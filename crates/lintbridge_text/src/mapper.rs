//! Engine line/column to buffer offset mapping.

use serde::{Deserialize, Serialize};

use crate::LineOffsetCache;

/// Tab width used when the rule configuration does not set one.
pub const DEFAULT_TAB_WIDTH: usize = 8;

/// A resolved buffer position.
#[derive(Debug, Clone, Copy, PartialEq, Eq, Serialize, Deserialize)]
pub struct MappedPosition {
    /// Character offset into the buffer.
    pub offset: usize,
    /// Byte index of the character at `offset`, or the text length when
    /// `offset` is at or past the end.
    pub byte: usize,
    /// Set when a column-0 match is directly followed by whitespace.
    pub after_line_end: bool,
}

impl MappedPosition {
    /// Position of the character `offset` in `text`, found by walking from
    /// the start. Prefer [`OffsetMapper::position`] for engine coordinates.
    pub fn in_text(text: &str, offset: usize) -> Self {
        Self {
            offset,
            byte: advance(text, 0, offset),
            after_line_end: false,
        }
    }
}

/// Byte index reached by stepping `chars` characters forward from `from`.
fn advance(text: &str, from: usize, chars: usize) -> usize {
    text[from..]
        .char_indices()
        .nth(chars)
        .map_or(text.len(), |(index, _)| from + index)
}

/// Converts engine-reported `(line, column)` pairs into character offsets.
///
/// Lines are 1-based; line 0 means "relative to the start of the file".
/// Columns are 0-based and already tab-expanded by the engine, so a tab in
/// the buffer advances the column by the full tab width.
#[derive(Debug, Clone, Copy, PartialEq, Eq)]
pub struct OffsetMapper {
    tab_width: usize,
}

impl OffsetMapper {
    /// Creates a mapper for the given tab width.
    pub const fn new(tab_width: usize) -> Self {
        Self { tab_width }
    }

    /// Tab width this mapper expands tabs to.
    pub const fn tab_width(&self) -> usize {
        self.tab_width
    }

    /// Resolves one position, extending `cache` as lines are discovered.
    ///
    /// `cache` must belong to `text` and must not be reused for another
    /// buffer. Positions past the end of the text resolve to the text length.
    pub fn position(
        &self,
        cache: &mut LineOffsetCache,
        text: &str,
        line: usize,
        column: usize,
    ) -> MappedPosition {
        if line == 0 {
            return MappedPosition::in_text(text, column);
        }
        if let Some(start) = cache.start(line) {
            return MappedPosition {
                offset: start.offset + column,
                byte: advance(text, start.byte, column),
                after_line_end: false,
            };
        }
        self.scan_forward(cache, text, line, column)
    }

    fn scan_forward(
        &self,
        cache: &mut LineOffsetCache,
        text: &str,
        target_line: usize,
        target_column: usize,
    ) -> MappedPosition {
        let resume = cache.last();
        let mut offset = resume.offset;
        let mut byte = text.len();
        let mut line = cache.len();
        let mut column = 0;
        let mut after_line_end = false;
        let mut scanned = 0;

        let mut chars = text[resume.byte..].char_indices().peekable();
        while let Some((index, character)) = chars.next() {
            let next = chars.peek().map(|&(_, c)| c);
            scanned += 1;

            // CRLF only breaks on the LF.
            if character == '\n' || (character == '\r' && next != Some('\n')) {
                line += 1;
                offset += 1;
                cache.push(offset, resume.byte + index + character.len_utf8());
                column = 0;
            } else if character == '\t' {
                column += self.tab_width;
                offset += 1;
            } else {
                column += 1;
                offset += 1;
            }

            if line == target_line && column == target_column {
                if column == 0 && next.is_some_and(char::is_whitespace) {
                    after_line_end = true;
                }
                byte = resume.byte + index + character.len_utf8();
                break;
            }
        }

        cache.record_scanned(scanned);
        MappedPosition {
            offset,
            byte,
            after_line_end,
        }
    }
}

impl Default for OffsetMapper {
    fn default() -> Self {
        Self::new(DEFAULT_TAB_WIDTH)
    }
}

PROBLEM — Starting at the line that has "expands tabs to." in the records above, restate word for word every line until the one that has "reused for another", and include that one as well.

EXERCISE ANSWER —
    /// Tab width this mapper expands tabs to.
    pub const fn tab_width(&self) -> usize {
        self.tab_width
    }

    /// Resolves one position, extending `cache` as lines are discovered.
    ///
    /// `cache` must belong to `text` and must not be reused for another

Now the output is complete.